I PROGETTI PER LA CITTÀ. A Palermo, Wellber scorge un potenziale inespresso che è determinato a liberare: «Ho percepito subito un grande fermento culturale, in diversi punti della città, e questa sensazione è rimasta immutata anche adesso che la vivo con maggiore assiduità. Dico sempre che non avrei potuto fare quello che sto facendo se a capo della città non ci fosse l’attuale sindaco (Leoluca Orlando – ndr), fortemente vocato all’internazionalità e alla Cultura in generale. Ho trovato sempre la porta aperta alle mie richieste e questo non è poco – ci dice sorridendo – lo chieda a chi mi conosce». Pensa in grande Wellber che, per nulla abbattuto dalle limitazioni del fare arte in streaming («abbiamo scoperto un nuovo modo di raggiungere il pubblico e non lo metteremo certo da parte» ci ha detto), pensa ad ampliare gli “spazi” del Teatro destinati alla formazione, soprattutto delle nuove generazioni. «Se le sto dicendo questo, vuol dire che ho già questi spazi – ci tiene a precisare – Il Teatro Massimo ha molto a cuore i laboratori e le attività dedicate ai giovani e lavoriamo nell’ottica di ampliare questo ventaglio di proposte».
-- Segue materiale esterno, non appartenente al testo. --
#[cfg(test)]
mod tests {
    use super::*;
    use alloc::vec::Vec;

    /// Page source producing solid tiles and counting render calls.
    struct SolidPage {
        calls: usize,
        fail: bool,
    }

    impl SolidPage {
        fn new() -> Self {
            Self { calls: 0, fail: false }
        }
    }

    impl PageImageSource for SolidPage {
        fn render_region(&mut self, region: Rect, scale: f64) -> Result<Bitmap, PageRenderError> {
            self.calls += 1;
            if self.fail {
                return Err(PageRenderError::RenderFailed);
            }
            let w = (region.width() * scale) as u32;
            let h = (region.height() * scale) as u32;
            Ok(Bitmap::new(w.max(1), h.max(1)))
        }
    }

    fn mapping(source: Rect, world: Rect) -> RegionMapping {
        RegionMapping { source, world }
    }

    #[test]
    fn overlap_enumeration_covers_the_region() {
        // 600x300 page px at 1x with 256px tiles: 3 columns, 2 rows.
        let keys: Vec<TileKey> =
            tiles_overlapping(Rect::new(0.0, 0.0, 600.0, 300.0), ScaleBucket::Base).collect();
        assert_eq!(keys.len(), 6);

        // The same region at 2x doubles in scaled pixels: 5 columns, 3 rows.
        let keys: Vec<TileKey> =
            tiles_overlapping(Rect::new(0.0, 0.0, 600.0, 300.0), ScaleBucket::Double).collect();
        assert_eq!(keys.len(), 15);
    }

    #[test]
    fn draw_returns_zero_before_any_tile_completes() {
        let mut cache = TileCache::new(TileCacheConfig::default());
        let mappings = [mapping(
            Rect::new(0.0, 0.0, 600.0, 300.0),
            Rect::new(10.0, 10.0, 310.0, 160.0),
        )];
        cache.request_mapped_regions(&mappings, ScaleBucket::Base);

        let mut surface = canopy_imaging::CpuSurface::new(64, 64).unwrap();
        let camera = Camera::new();
        assert_eq!(
            cache.draw_mapped_regions(&mut surface, &camera, &mappings, ScaleBucket::Base),
            0
        );
    }

    #[test]
    fn mapping_round_trip_draws_every_touched_tile() {
        let mut cache = TileCache::new(TileCacheConfig::default());
        let mappings = [mapping(
            Rect::new(0.0, 0.0, 600.0, 300.0),
            Rect::new(0.0, 0.0, 600.0, 300.0),
        )];
        cache.request_mapped_regions(&mappings, ScaleBucket::Base);
        assert_eq!(cache.queued_jobs(), 6);

        let mut page = SolidPage::new();
        // One job per turn until the queue drains.
        let mut turns = 0;
        while cache.drain_jobs(&mut page, 1) == 1 {
            turns += 1;
        }
        assert_eq!(turns, 6);
        assert_eq!(page.calls, 6);

        let mut surface = canopy_imaging::CpuSurface::new(64, 64).unwrap();
        let camera = Camera::new();
        assert_eq!(
            cache.draw_mapped_regions(&mut surface, &camera, &mappings, ScaleBucket::Base),
            6
        );
    }

    #[test]
    fn requests_are_deduplicated_while_pending() {
        let mut cache = TileCache::new(TileCacheConfig::default());
        let mappings = [mapping(
            Rect::new(0.0, 0.0, 100.0, 100.0),
            Rect::new(0.0, 0.0, 100.0, 100.0),
        )];
        cache.request_mapped_regions(&mappings, ScaleBucket::Base);
        cache.request_mapped_regions(&mappings, ScaleBucket::Base);
        assert_eq!(cache.queued_jobs(), 1);

        let mut page = SolidPage::new();
        cache.drain_jobs(&mut page, 8);
        // Cached now; a new request does not re-enqueue.
        cache.request_mapped_regions(&mappings, ScaleBucket::Base);
        assert_eq!(cache.queued_jobs(), 0);
    }

    #[test]
    fn different_scale_buckets_are_distinct_tiles() {
        let mut cache = TileCache::new(TileCacheConfig::default());
        // Small enough that even 3x coverage (240 scaled pixels) stays inside
        // one tile, so each bucket contributes exactly one job.
        let mappings = [mapping(
            Rect::new(0.0, 0.0, 80.0, 80.0),
            Rect::new(0.0, 0.0, 80.0, 80.0),
        )];
        cache.request_mapped_regions(&mappings, ScaleBucket::Base);
        cache.request_mapped_regions(&mappings, ScaleBucket::Triple);
        assert_eq!(cache.queued_jobs(), 2);
    }

    #[test]
    fn larger_scale_buckets_cover_more_tiles() {
        let mut cache = TileCache::new(TileCacheConfig::default());
        let mappings = [mapping(
            Rect::new(0.0, 0.0, 100.0, 100.0),
            Rect::new(0.0, 0.0, 100.0, 100.0),
        )];
        // 100 page pixels at 1x fit one tile; at 3x they span 300 scaled
        // pixels, which crosses the 256 tile boundary in both axes.
        cache.request_mapped_regions(&mappings, ScaleBucket::Base);
        assert_eq!(cache.queued_jobs(), 1);
        cache.request_mapped_regions(&mappings, ScaleBucket::Triple);
        assert_eq!(cache.queued_jobs(), 5);
    }

    #[test]
    fn oldest_inserted_tile_is_evicted_first() {
        let mut cache = TileCache::new(TileCacheConfig { max_tiles: 2 });
        let wide = [mapping(
            Rect::new(0.0, 0.0, 700.0, 100.0),
            Rect::new(0.0, 0.0, 700.0, 100.0),
        )];
        cache.request_mapped_regions(&wide, ScaleBucket::Base);
        assert_eq!(cache.queued_jobs(), 3);

        let mut page = SolidPage::new();
        cache.drain_jobs(&mut page, 3);
        assert_eq!(cache.len(), 2);

        // The first tile (col 0) went in first and must be the one evicted.
        assert!(!cache.tiles.contains_key(&TileKey {
            bucket: ScaleBucket::Base,
            col: 0,
            row: 0
        }));
        assert!(cache.tiles.contains_key(&TileKey {
            bucket: ScaleBucket::Base,
            col: 2,
            row: 0
        }));
    }

    #[test]
    fn failed_renders_are_dropped_and_retryable() {
        let mut cache = TileCache::new(TileCacheConfig::default());
        let mappings = [mapping(
            Rect::new(0.0, 0.0, 100.0, 100.0),
            Rect::new(0.0, 0.0, 100.0, 100.0),
        )];
        cache.request_mapped_regions(&mappings, ScaleBucket::Base);

        let mut page = SolidPage::new();
        page.fail = true;
        assert_eq!(cache.drain_jobs(&mut page, 4), 1);
        assert!(cache.is_empty());

        // No longer pending, so a fresh request re-enqueues and succeeds.
        cache.request_mapped_regions(&mappings, ScaleBucket::Base);
        assert_eq!(cache.queued_jobs(), 1);
        page.fail = false;
        cache.drain_jobs(&mut page, 4);
        assert_eq!(cache.len(), 1);
    }
}
// Copyright 2025 the Canopy Authors
// SPDX-License-Identifier: Apache-2.0 OR MIT

use canopy_scene::{DensityBucket, Widget, WidgetId};
use canopy_view2d::ZoomBucket;

/// Cache slot identity: which widget, at which quantized resolution.
#[derive(Copy, Clone, Debug, PartialEq, Eq, Hash)]
pub struct RasterKey {
    /// Owning widget.
    pub widget: WidgetId,
    /// Quantized zoom the snapshot was built for.
    pub zoom: ZoomBucket,
    /// Quantized pixel-density tier.
    pub density: DensityBucket,
}

/// Structured revision of a widget's drawable state.
///
/// A snapshot is valid only while this key matches the widget's freshly
/// computed revision. The fields are compared structurally rather than as a
/// concatenated string, which would admit accidental collisions from
/// ambiguous joins.
#[derive(Copy, Clone, Debug, PartialEq, Eq, Hash)]
pub struct RevisionKey {
    kind: &'static str,
    width_bits: u64,
    height_bits: u64,
    collapsed: bool,
    content: u64,
    epoch: u64,
}

impl RevisionKey {
    /// Computes the current revision of a widget under the given epoch.
    ///
    /// The epoch is a runtime-wide counter bumped for global invalidation
    /// (for example a theme change); bumping it makes every cached entry
    /// stale at once.
    #[must_use]
    pub fn compute(widget: &dyn Widget, epoch: u64) -> Self {
        let size = widget.size();
        Self {
            kind: widget.kind(),
            width_bits: size.width.to_bits(),
            height_bits: size.height.to_bits(),
            collapsed: widget.collapsed(),
            content: widget.content_revision(),
            epoch,
        }
    }
}
impl RaftLog {
    pub fn new(storage: Box<dyn LogStorage>) -> Self {
        Self {
            storage: Arc::new(RwLock::new(storage)),
        }
    }

    pub fn new_memory() -> Self {
        Self::new(Box::new(MemoryLogStorage::new()))
    }

    /// Create or reopen the log selected by the configuration
    pub fn open(config: &RaftConfig) -> Result<Self> {
        match &config.log.storage {
            LogStorageKind::Memory => Ok(Self::new_memory()),
            LogStorageKind::File { dir } => Ok(Self::new(Box::new(FileLogStorage::open(
                dir,
                &config.log_name(),
            )?))),
        }
    }

    pub fn append(&self, entries: Vec<Entry>) -> Result<()> {
        self.storage.write().append(entries)
    }

    /// Append a single entry at the next free index
    pub fn append_next(&self, term: Term, kind: EntryKind, command: Bytes) -> Result<Entry> {
        let mut storage = self.storage.write();
        let entry = Entry {
            term,
            index: storage.last_index() + 1,
            kind,
            command,
        };
        storage.append(vec![entry.clone()])?;
        Ok(entry)
    }

    pub fn get(&self, index: LogIndex) -> Result<Option<Entry>> {
        self.storage.read().get(index)
    }

    pub fn get_range(&self, start: LogIndex, end: LogIndex) -> Result<Vec<Entry>> {
        self.storage.read().get_range(start, end)
    }

    pub fn get_from(&self, start: LogIndex) -> Result<Vec<Entry>> {
        self.storage.read().get_from(start)
    }

    pub fn truncate_from(&self, index: LogIndex) -> Result<()> {
        self.storage.write().truncate_from(index)
    }

    pub fn first_index(&self) -> LogIndex {
        self.storage.read().first_index()
    }

    pub fn last_index(&self) -> LogIndex {
        self.storage.read().last_index()
    }

    pub fn last_term(&self) -> Term {
        self.storage.read().last_term()
    }

    /// Last index and term, read under one lock
    pub fn last_log_info(&self) -> (LogIndex, Term) {
        let storage = self.storage.read();
        (storage.last_index(), storage.last_term())
    }

    pub fn get_term(&self, index: LogIndex) -> Result<Option<Term>> {
        self.storage.read().get_term(index)
    }

    pub fn hard_state(&self) -> HardState {
        self.storage.read().hard_state()
    }

    pub fn set_hard_state(&self, state: &HardState) -> Result<()> {
        self.storage.write().set_hard_state(state)
    }

    pub fn commit_index(&self) -> LogIndex {
        self.storage.read().commit_index()
    }

    pub fn set_commit_index(&self, index: LogIndex) -> Result<()> {
        self.storage.write().set_commit_index(index)
    }

    pub fn set_snapshot(&self, snapshot: Snapshot) -> Result<()> {
        self.storage.write().set_snapshot(snapshot)
    }

    pub fn get_snapshot(&self) -> Option<Snapshot> {
        self.storage.read().get_snapshot()
    }

    pub fn compact(&self, through_index: LogIndex) -> Result<()> {
        self.storage.write().compact(through_index)
    }

    pub fn delete(&self) -> Result<()> {
        self.storage.write().delete()
    }

    pub fn delete_snapshot(&self) -> Result<()> {
        self.storage.write().delete_snapshot()
    }
}

impl Clone for RaftLog {
    fn clone(&self) -> Self {
        Self {
            storage: Arc::clone(&self.storage),
        }
    }
}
GLI INIZI IN MUSICA. Wellber, sempre impegnatissimo, quando si trova fuori dalle mura di un teatro – lui che dice di non avere hobby – scrive. Ha già pubblicato un libro, “Storia vera e non vera di Chaim Birkner”, edito da Sellerio, e ne ha pronto un altro, scritto durante la pandemia. Ma la musica, come dice lui stesso, mantiene il suo ruolo predominante. Fin da quando era solo un bambino: «Già a tre, quattro anni volevo suonare, le mie sorelle già lo facevano: a me venne comprata una pianola. Vedevo il palcoscenico come un luogo in cui accadevano magie, avevamo tra i partenti degli attori molto famosi in Israele e andavamo spesso a teatro. Sapevo che un giorno, prima poi, sarei stato su un palco anch’io. Ho avuto la fortuna di incontrare sempre dei grandi maestri, nei momenti giusti della mia vita, che non è una cosa scontata. Spesso un buon maestro nel momento sbagliato ti può anche far allontanare dalla musica. Nell’arco degli anni i sacrifici che si fanno (alcuni non lo sono neanche stati) cambiano; da ragazzino rinunci ad andare al mare con gli amici, da grande sacrifichi molto il tempo da passare in famiglia. Ma c’è sempre un punto fermo: la musica viene sempre prima di tutto, nel senso che non accetta di essere messa al secondo posto e, se provi a farlo, in un attimo sei fuori». In ogni caso, il direttore ha trovato anche il tempo per perfezionare l’italiano, oltre all’inglese, al tedesco, all’aramaico e al russo: «Se non conosci le lingue – dice – non entri nella cultura di un posto o nell’anima delle composizioni musicali. Per questo non ho ancora finito di imparare». 

Qualche mese fa, una sua intervista campeggiava sulla prima pagina del quotidiano tedesco Frankfurter Allgemeine Zeitung dedicata al racconto di Palermo, che la definiva una delle “città più aperte al mondo”. Se sono questi i “problemi” che porta Wellber gli auguriamo, allora, una lunga e fruttuosa permanenza.